第7話 真夏の夜の飛行
決行の日、幸吉は長屋の者が床につくのを待って、弥平の用意した大八車に翼を乗せ静かに店を出た。折しも、空には明るい月が上っていた。京橋の前で、幸吉と弥平は大八車にもたれながら橋を渡る人が切れるのを一刻ほど待っていた。五ツの刻(午後8時)を知らせる鐘がなる頃には、人も通らず旭川の上流から涼しい風が吹いてきた。弥平が「兄ちゃん、ほんまにやるんか。怪我をせんよ−になあ。」と幸吉へ尋ねると、幸吉は「今度こそ飛んじゃるけ−な。よ−見とけよ。」と翼を組み立てながら弥平にその決意と自信の程をみせつけるように答えた。組み立てが終わり翼をつけた幸吉は、まるで怪鳥そのものであった。
月明かり照らされた橋を巨大な鳥がおぼつかない足取りで歩いている。弥平は幸吉の指示で、橋中央の北側の欄干に大八車を寄せると、幸吉はその上に乗りさらに欄干に上った。弥平は幸吉の腰に結んだ紐をしっかり後ろから握って、不安定な格好の幸吉を支えていた。この姿勢で幸吉は、頃合の風を待っていた。数分間待つと、サ−と川面を駆けてくる風を感じ、幸吉は欄干に仁王立ちとなり「弥平、いくけ−な。ええか。エエイ!」と声を出し、足を力強く蹴った。
宙に舞った幸吉は頭を前方にして、川面に突っ込んで行くように見えた。その時、幸吉は胸を前に突き出し、頭を上に持ち上げ、前方の岡山城を見た。すると、体は急に水平になった。飛んだのである。自分の体は川面と平行になっている。顔に風が強く当たり、幸吉は瞬間の幸福を味わった。ところが、徐々に水面が近づいてきたので、右手につけた紐をぐっと引き左旋回を試みた。そして、大きく左に翼が傾き、川原に頭から着地した。飛行時間は僅か10秒足らず、飛行距離も30m程度であったが幸吉は満足であった。橋の上から見ていた弥平も幸吉が飛ぶ姿を見て、嬉々として興奮していた。

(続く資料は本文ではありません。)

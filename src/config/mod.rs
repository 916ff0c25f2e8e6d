use crate::error::{Result, TapError};
use crate::retry::RetryPolicy;
use serde::Deserialize;
use std::path::Path;
use std::time::Duration;

/// Prefix for environment-variable configuration (`TAP_SPARKTHINK_API_ENDPOINT`, ...).
pub const ENV_PREFIX: &str = "TAP_SPARKTHINK_";

/// Complete tap configuration
#[derive(Clone, Deserialize)]
pub struct TapConfig {
    /// Auth endpoint prefix; the service account id is appended to it
    pub auth_endpoint: String,
    /// GraphQL endpoint URL
    pub api_endpoint: String,
    pub service_account_id: String,
    pub client_secret: String,
    /// Projects to extract, one partition each
    pub project_ids: ProjectIds,
    /// Page size passed to paginated queries
    #[serde(default = "default_response_batch_size")]
    pub response_batch_size: u32,
    /// Optional User-Agent header for GraphQL requests
    #[serde(default)]
    pub user_agent: Option<String>,
    #[serde(default = "default_timeout_secs")]
    pub auth_timeout_secs: u64,
    /// Per-page timeout for GraphQL requests
    #[serde(default = "default_timeout_secs")]
    pub request_timeout_secs: u64,
    /// Hard ceiling on pages fetched per partition
    #[serde(default = "default_max_pages")]
    pub max_pages: usize,
    #[serde(default)]
    pub on_partition_error: FailurePolicy,
    #[serde(default)]
    pub auth_retry: RetryPolicy,
}

fn default_response_batch_size() -> u32 {
    10
}

fn default_timeout_secs() -> u64 {
    60
}

fn default_max_pages() -> usize {
    10_000
}

/// What to do when one partition's extraction fails.
#[derive(Clone, Copy, Debug, Default, PartialEq, Eq, Deserialize)]
#[serde(rename_all = "lowercase")]
pub enum FailurePolicy {
    /// Stop the whole run with the partition's error.
    #[default]
    Abort,
    /// Log a warning and continue with the next partition.
    Skip,
}

impl std::str::FromStr for FailurePolicy {
    type Err = TapError;

    fn from_str(s: &str) -> Result<Self> {
        match s.trim().to_ascii_lowercase().as_str() {
            "abort" => Ok(FailurePolicy::Abort),
            "skip" => Ok(FailurePolicy::Skip),
            other => Err(TapError::Config(format!(
                "on_partition_error must be 'abort' or 'skip', got '{}'",
                other
            ))),
        }
    }
}

/// Project ids, either as a delimited string (`"[id1, id2]"`, `"id1,id2"`) or a JSON array.
#[derive(Clone, Debug, PartialEq, Deserialize)]
#[serde(untagged)]
pub enum ProjectIds {
    List(Vec<String>),
    Delimited(String),
}

impl ProjectIds {
    /// Returns the ids in configuration order, trimmed, with empty entries dropped.
    pub fn ids(&self) -> Vec<String> {
        let raw: Vec<&str> = match self {
            ProjectIds::List(items) => items.iter().map(String::as_str).collect(),
            ProjectIds::Delimited(s) => s
                .trim()
                .trim_start_matches('[')
                .trim_end_matches(']')
                .split(',')
                .collect(),
        };
        raw.into_iter()
            .map(|id| id.trim().trim_matches(|c| c == '"' || c == '\'').trim())
            .filter(|id| !id.is_empty())
            .map(str::to_string)
            .collect()
    }
}

impl TapConfig {
    /// Full auth URL: `<auth_endpoint><service_account_id>`.
    pub fn auth_url(&self) -> String {
        format!("{}{}", self.auth_endpoint, self.service_account_id)
    }

    pub fn auth_timeout(&self) -> Duration {
        Duration::from_secs(self.auth_timeout_secs)
    }

    pub fn request_timeout(&self) -> Duration {
        Duration::from_secs(self.request_timeout_secs)
    }

    /// Checks required values that serde alone cannot enforce.
    pub fn validate(&self) -> Result<()> {
        for (name, value) in [
            ("auth_endpoint", &self.auth_endpoint),
            ("api_endpoint", &self.api_endpoint),
            ("service_account_id", &self.service_account_id),
            ("client_secret", &self.client_secret),
        ] {
            if value.trim().is_empty() {
                return Err(TapError::Config(format!("{} must not be empty", name)));
            }
        }
        if self.response_batch_size == 0 {
            return Err(TapError::Config(
                "response_batch_size must be greater than zero".to_string(),
            ));
        }
        if self.max_pages == 0 {
            return Err(TapError::Config(
                "max_pages must be greater than zero".to_string(),
            ));
        }
        if self.auth_retry.max_attempts == 0 {
            return Err(TapError::Config(
                "auth_retry.max_attempts must be at least 1".to_string(),
            ));
        }
        Ok(())
    }

    /// Load config from `TAP_SPARKTHINK_*` environment variables.
    pub fn from_env() -> Result<Self> {
        let required = |key: &str| -> Result<String> {
            std::env::var(format!("{}{}", ENV_PREFIX, key))
                .map_err(|_| TapError::Config(format!("{}{} not set", ENV_PREFIX, key)))
        };
        let optional = |key: &str| std::env::var(format!("{}{}", ENV_PREFIX, key)).ok();
        let parsed = |key: &str, default: u64| -> Result<u64> {
            match optional(key) {
                Some(v) => v.trim().parse().map_err(|_| {
                    TapError::Config(format!("{}{} must be an integer", ENV_PREFIX, key))
                }),
                None => Ok(default),
            }
        };

        let config = TapConfig {
            auth_endpoint: required("AUTH_ENDPOINT")?,
            api_endpoint: required("API_ENDPOINT")?,
            service_account_id: required("SERVICE_ACCOUNT_ID")?,
            client_secret: required("CLIENT_SECRET")?,
            project_ids: ProjectIds::Delimited(required("PROJECT_IDS")?),
            response_batch_size: narrow(
                "RESPONSE_BATCH_SIZE",
                parsed("RESPONSE_BATCH_SIZE", u64::from(default_response_batch_size()))?,
            )?,
            user_agent: optional("USER_AGENT"),
            auth_timeout_secs: parsed("AUTH_TIMEOUT_SECS", default_timeout_secs())?,
            request_timeout_secs: parsed("REQUEST_TIMEOUT_SECS", default_timeout_secs())?,
            max_pages: narrow("MAX_PAGES", parsed("MAX_PAGES", default_max_pages() as u64)?)?,
            on_partition_error: match optional("ON_PARTITION_ERROR") {
                Some(v) => v.parse()?,
                None => FailurePolicy::default(),
            },
            auth_retry: RetryPolicy::default(),
        };
        config.validate()?;
        Ok(config)
    }
}

/// Converts a parsed env integer to the field's type, rejecting values that do not fit.
fn narrow<T: TryFrom<u64>>(key: &str, value: u64) -> Result<T> {
    T::try_from(value).map_err(|_| {
        TapError::Config(format!("{}{} is out of range: {}", ENV_PREFIX, key, value))
    })
}

// client_secret stays out of logs.
impl std::fmt::Debug for TapConfig {
    fn fmt(&self, f: &mut std::fmt::Formatter<'_>) -> std::fmt::Result {
        f.debug_struct("TapConfig")
            .field("auth_endpoint", &self.auth_endpoint)
            .field("api_endpoint", &self.api_endpoint)
            .field("service_account_id", &self.service_account_id)
            .field("client_secret", &"<redacted>")
            .field("project_ids", &self.project_ids)
            .field("response_batch_size", &self.response_batch_size)
            .field("user_agent", &self.user_agent)
            .field("auth_timeout_secs", &self.auth_timeout_secs)
            .field("request_timeout_secs", &self.request_timeout_secs)
            .field("max_pages", &self.max_pages)
            .field("on_partition_error", &self.on_partition_error)
            .field("auth_retry", &self.auth_retry)
            .finish()
    }
}

/// Load configuration from a JSON file, or TOML when the extension is `.toml`.
pub fn load_config(path: &Path) -> Result<TapConfig> {
    let contents = std::fs::read_to_string(path)?;
    let is_toml = path
        .extension()
        .and_then(|e| e.to_str())
        .map(|e| e.eq_ignore_ascii_case("toml"))
        .unwrap_or(false);

    let config: TapConfig = if is_toml {
        toml::from_str(&contents).map_err(|e| TapError::Config(e.to_string()))?
    } else {
        serde_json::from_str(&contents)?
    };
    config.validate()?;
    Ok(config)
}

ところが、幸吉が飛ぶ姿を見ていたのは弥平だけではなかった。夏の終わりといえども瀬戸の夕凪の暑さから逃れようと旭川の川原で夕涼みをしていた二組の老夫婦が、幸吉の飛ぶ姿を見て驚き「天狗が現れた!」と大きな声を出し、土手を上って逃げ去った。弥平は大急ぎで大八車を土手に回し、幸吉の翼を運び上げに行った。幸吉は、興奮して、弥平が早く逃げようといっても、 「弥平、見たか。ちゃんと見たか。わしゃ、飛んだんじゃ。飛んだんじゃ。」と繰り返し話しているだけである。ようやく、大八車に翼を積んだ弥平は、夢の中を歩く様についてくる幸吉を振り返り振り返り見ながら急いで長屋へ帰っていった。
その夜の幸吉は、一睡もせず自分の体が中に浮き、顔に風が当たる感触を何度も
思い出していた。幸吉、28歳、天明5年(1785年)8月21日の事であった。